DATA RECORDS section start

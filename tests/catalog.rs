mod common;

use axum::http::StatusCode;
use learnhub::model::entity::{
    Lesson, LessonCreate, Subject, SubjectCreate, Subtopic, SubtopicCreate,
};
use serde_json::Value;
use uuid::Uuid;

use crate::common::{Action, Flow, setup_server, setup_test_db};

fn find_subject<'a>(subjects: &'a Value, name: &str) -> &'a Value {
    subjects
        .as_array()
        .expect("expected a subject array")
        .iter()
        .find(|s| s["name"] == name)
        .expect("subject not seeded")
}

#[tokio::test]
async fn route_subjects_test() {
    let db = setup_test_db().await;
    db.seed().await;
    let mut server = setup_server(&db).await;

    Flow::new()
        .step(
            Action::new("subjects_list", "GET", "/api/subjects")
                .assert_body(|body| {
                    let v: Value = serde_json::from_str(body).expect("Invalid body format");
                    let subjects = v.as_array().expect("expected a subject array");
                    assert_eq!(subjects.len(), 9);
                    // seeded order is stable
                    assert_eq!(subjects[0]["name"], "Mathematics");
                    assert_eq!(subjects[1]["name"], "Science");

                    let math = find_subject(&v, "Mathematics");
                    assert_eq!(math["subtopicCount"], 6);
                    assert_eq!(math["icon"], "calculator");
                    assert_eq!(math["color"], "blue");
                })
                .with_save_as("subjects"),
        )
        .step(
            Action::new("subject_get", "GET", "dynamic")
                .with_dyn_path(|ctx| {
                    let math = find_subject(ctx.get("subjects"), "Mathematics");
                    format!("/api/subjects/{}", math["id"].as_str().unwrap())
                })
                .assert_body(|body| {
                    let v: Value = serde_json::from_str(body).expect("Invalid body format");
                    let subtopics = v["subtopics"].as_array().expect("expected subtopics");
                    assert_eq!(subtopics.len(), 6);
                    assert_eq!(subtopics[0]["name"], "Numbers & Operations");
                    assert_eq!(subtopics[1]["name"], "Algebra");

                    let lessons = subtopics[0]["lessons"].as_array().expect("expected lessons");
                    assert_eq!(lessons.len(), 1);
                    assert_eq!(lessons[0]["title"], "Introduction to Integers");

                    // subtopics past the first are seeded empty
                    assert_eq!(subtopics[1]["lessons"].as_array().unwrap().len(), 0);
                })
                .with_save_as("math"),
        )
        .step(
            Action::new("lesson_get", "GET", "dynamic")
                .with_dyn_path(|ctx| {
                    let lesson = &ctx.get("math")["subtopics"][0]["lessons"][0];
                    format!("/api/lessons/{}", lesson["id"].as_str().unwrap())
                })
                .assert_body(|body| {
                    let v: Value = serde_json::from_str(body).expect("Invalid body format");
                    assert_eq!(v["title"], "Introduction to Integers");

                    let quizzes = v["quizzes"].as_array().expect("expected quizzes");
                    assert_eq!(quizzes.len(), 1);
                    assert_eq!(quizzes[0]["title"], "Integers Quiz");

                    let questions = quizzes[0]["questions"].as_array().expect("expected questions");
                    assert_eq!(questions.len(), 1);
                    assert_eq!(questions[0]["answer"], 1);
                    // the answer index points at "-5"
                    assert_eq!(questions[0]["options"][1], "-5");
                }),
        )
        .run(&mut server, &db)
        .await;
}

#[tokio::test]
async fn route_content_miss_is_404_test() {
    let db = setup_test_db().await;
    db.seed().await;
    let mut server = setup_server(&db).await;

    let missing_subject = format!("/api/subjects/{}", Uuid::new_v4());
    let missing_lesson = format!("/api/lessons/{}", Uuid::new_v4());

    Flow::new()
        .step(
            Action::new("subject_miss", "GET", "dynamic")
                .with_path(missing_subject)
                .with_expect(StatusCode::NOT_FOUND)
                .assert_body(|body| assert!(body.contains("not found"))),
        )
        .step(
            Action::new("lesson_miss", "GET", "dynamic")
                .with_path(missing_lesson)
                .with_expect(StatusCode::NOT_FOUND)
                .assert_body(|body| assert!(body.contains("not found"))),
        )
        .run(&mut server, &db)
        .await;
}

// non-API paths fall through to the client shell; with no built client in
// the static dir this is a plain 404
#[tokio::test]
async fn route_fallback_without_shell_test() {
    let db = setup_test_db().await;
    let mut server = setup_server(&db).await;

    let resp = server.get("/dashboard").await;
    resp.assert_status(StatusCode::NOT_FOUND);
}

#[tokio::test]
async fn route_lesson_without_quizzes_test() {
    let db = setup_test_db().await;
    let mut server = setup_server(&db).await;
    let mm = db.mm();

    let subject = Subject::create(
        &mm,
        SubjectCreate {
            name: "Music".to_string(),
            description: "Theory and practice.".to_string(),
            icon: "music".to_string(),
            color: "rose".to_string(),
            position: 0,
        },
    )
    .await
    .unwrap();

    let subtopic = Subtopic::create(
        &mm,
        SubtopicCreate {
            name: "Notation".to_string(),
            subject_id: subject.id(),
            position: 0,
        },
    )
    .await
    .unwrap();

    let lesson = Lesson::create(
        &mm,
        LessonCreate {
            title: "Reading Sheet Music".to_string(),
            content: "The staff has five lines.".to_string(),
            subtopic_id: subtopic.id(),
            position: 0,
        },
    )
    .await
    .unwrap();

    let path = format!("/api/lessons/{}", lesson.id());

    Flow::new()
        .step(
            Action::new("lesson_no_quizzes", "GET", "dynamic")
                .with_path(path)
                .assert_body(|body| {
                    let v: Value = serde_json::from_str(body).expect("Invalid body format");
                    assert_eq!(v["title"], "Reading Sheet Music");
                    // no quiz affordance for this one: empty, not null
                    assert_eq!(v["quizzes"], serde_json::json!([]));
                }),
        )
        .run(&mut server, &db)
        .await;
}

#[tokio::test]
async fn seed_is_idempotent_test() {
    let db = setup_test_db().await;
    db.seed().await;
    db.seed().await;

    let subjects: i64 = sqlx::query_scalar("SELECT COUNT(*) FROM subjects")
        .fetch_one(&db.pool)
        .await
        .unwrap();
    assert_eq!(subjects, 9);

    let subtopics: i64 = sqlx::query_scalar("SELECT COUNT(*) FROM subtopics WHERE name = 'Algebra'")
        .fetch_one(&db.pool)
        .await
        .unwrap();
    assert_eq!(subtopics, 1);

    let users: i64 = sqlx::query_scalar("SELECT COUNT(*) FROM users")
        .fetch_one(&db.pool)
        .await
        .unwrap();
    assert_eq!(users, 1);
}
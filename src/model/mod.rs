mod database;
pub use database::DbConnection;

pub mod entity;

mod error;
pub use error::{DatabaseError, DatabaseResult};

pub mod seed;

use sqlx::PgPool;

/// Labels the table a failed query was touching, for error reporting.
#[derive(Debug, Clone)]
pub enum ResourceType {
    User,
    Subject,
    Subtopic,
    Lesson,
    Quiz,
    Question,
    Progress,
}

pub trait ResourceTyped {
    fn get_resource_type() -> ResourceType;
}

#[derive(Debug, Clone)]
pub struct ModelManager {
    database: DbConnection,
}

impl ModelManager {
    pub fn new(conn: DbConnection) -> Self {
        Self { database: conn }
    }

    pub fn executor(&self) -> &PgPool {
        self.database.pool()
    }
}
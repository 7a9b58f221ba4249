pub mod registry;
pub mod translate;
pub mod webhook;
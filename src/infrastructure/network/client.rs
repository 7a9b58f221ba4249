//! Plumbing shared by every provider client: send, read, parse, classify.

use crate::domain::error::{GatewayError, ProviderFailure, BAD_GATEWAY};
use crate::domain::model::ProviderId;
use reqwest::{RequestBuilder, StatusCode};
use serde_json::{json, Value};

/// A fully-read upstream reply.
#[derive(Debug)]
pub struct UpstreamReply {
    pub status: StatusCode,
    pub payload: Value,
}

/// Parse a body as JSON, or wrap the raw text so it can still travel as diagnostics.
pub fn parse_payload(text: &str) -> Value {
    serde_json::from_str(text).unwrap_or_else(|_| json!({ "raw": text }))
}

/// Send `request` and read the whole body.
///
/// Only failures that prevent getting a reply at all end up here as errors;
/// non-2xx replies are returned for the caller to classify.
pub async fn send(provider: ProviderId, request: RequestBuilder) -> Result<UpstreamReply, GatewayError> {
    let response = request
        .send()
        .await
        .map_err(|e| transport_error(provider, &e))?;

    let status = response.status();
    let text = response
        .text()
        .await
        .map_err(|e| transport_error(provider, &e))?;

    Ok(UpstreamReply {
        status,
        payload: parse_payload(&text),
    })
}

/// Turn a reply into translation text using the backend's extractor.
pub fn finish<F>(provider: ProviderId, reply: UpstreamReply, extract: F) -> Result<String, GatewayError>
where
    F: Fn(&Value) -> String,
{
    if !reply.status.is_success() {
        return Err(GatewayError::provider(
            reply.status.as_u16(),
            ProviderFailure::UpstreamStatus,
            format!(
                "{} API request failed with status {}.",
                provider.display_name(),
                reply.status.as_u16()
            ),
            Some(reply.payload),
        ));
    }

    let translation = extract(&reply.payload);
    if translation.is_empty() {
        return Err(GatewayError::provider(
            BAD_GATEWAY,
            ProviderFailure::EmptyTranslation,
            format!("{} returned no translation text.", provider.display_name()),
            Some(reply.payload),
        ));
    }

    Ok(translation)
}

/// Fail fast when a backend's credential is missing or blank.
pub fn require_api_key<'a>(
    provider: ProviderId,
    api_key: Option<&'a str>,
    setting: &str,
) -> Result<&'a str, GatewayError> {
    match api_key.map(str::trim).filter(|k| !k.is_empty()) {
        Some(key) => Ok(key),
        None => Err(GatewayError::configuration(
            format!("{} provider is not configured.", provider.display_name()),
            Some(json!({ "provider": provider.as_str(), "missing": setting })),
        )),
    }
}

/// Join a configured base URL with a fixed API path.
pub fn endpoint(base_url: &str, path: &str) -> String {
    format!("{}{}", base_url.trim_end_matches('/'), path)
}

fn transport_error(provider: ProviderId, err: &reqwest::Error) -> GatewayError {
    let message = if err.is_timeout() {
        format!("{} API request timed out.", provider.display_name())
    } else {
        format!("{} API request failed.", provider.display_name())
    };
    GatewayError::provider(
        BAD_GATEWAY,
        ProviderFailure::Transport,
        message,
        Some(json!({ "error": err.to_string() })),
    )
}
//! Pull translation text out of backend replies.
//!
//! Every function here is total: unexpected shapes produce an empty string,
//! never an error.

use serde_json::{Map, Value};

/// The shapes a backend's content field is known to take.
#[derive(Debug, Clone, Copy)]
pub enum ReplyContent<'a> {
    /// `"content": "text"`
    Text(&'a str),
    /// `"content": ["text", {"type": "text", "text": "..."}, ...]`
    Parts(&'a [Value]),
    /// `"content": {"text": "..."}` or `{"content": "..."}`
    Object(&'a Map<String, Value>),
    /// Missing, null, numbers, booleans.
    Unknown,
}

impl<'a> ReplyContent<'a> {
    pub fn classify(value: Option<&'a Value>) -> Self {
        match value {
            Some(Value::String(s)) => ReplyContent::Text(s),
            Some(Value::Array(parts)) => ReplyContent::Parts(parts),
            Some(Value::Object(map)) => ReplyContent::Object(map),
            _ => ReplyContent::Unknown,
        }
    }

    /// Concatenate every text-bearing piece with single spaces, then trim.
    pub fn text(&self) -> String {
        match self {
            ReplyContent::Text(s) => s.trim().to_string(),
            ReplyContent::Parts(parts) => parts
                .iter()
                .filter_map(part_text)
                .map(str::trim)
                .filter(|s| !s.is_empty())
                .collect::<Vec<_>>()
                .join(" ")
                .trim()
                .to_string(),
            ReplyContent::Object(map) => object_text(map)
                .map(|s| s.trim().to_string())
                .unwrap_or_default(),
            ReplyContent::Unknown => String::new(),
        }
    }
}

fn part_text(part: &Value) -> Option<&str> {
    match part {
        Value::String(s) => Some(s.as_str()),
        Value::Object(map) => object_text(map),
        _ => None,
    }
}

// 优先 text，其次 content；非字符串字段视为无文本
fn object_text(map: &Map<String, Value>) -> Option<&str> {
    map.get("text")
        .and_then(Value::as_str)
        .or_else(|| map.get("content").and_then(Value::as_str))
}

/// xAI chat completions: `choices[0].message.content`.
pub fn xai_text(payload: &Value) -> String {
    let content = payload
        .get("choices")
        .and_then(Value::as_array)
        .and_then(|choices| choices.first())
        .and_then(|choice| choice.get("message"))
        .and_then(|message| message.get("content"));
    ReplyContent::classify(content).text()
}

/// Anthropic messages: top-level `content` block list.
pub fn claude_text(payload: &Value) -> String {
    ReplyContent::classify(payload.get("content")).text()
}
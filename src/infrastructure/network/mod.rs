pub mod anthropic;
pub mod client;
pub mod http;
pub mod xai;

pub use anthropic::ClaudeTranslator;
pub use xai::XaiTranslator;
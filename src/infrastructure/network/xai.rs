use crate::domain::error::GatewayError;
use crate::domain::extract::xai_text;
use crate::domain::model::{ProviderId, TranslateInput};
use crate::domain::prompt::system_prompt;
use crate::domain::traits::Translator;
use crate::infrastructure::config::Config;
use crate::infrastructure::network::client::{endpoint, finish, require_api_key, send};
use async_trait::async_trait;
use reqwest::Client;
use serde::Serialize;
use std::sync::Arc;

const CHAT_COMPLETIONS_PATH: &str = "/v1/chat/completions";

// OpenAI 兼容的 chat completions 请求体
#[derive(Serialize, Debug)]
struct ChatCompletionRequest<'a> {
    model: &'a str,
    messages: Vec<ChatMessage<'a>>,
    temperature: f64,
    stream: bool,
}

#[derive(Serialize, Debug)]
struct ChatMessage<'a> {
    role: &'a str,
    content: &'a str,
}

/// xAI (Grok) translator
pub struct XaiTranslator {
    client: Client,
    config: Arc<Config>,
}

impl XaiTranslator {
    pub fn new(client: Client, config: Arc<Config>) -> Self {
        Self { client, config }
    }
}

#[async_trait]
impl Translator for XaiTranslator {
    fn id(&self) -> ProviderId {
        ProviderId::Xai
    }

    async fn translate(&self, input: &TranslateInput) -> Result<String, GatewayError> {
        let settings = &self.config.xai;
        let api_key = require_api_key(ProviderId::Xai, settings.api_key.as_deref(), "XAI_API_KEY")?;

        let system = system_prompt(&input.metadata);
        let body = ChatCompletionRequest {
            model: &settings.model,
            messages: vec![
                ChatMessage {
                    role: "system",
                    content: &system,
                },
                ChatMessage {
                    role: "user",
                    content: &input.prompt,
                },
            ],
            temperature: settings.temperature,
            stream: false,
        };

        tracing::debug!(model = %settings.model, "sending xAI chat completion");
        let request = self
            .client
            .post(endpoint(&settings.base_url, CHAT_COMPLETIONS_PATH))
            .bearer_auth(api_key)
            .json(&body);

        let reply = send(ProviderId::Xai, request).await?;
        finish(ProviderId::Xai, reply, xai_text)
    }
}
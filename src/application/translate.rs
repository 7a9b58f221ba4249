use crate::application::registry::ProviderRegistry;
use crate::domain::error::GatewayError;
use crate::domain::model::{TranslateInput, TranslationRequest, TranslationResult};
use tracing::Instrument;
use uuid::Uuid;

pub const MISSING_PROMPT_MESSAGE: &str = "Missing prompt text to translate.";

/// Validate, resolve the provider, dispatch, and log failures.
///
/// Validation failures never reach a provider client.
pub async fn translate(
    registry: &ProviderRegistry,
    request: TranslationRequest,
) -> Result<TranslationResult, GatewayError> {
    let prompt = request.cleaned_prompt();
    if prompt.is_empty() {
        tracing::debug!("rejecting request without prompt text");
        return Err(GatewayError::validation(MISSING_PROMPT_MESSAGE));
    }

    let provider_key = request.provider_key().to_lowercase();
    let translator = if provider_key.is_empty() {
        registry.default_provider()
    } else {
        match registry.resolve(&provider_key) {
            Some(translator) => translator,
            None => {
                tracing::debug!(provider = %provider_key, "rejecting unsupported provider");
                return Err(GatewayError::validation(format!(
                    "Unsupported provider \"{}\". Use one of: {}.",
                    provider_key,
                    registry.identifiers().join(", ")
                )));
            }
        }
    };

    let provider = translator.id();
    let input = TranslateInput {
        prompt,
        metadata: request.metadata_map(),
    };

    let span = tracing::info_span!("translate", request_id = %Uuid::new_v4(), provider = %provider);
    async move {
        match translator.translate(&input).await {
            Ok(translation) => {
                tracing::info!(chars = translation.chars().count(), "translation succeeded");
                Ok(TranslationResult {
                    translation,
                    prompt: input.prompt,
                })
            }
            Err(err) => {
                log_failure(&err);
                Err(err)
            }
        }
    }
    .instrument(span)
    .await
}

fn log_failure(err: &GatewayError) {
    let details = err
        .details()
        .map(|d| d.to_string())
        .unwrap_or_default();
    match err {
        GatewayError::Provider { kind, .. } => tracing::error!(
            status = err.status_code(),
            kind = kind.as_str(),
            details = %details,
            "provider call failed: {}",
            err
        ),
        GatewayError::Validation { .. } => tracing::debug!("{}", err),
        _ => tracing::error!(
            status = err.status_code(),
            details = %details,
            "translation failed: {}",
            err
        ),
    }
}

DATA RECORDS section end

## YOUR GOAL
For each line of the listing that holds the word "lessons", show that line.

## YOUR SOLUTION
                    let lessons = subtopics[0]["lessons"].as_array().expect("expected lessons");
                    assert_eq!(lessons.len(), 1);
                    assert_eq!(lessons[0]["title"], "Introduction to Integers");
                    assert_eq!(subtopics[1]["lessons"].as_array().unwrap().len(), 0);
                    let lesson = &ctx.get("math")["subtopics"][0]["lessons"][0];
                    format!("/api/lessons/{}", lesson["id"].as_str().unwrap())
    let missing_lesson = format!("/api/lessons/{}", Uuid::new_v4());
    let path = format!("/api/lessons/{}", lesson.id());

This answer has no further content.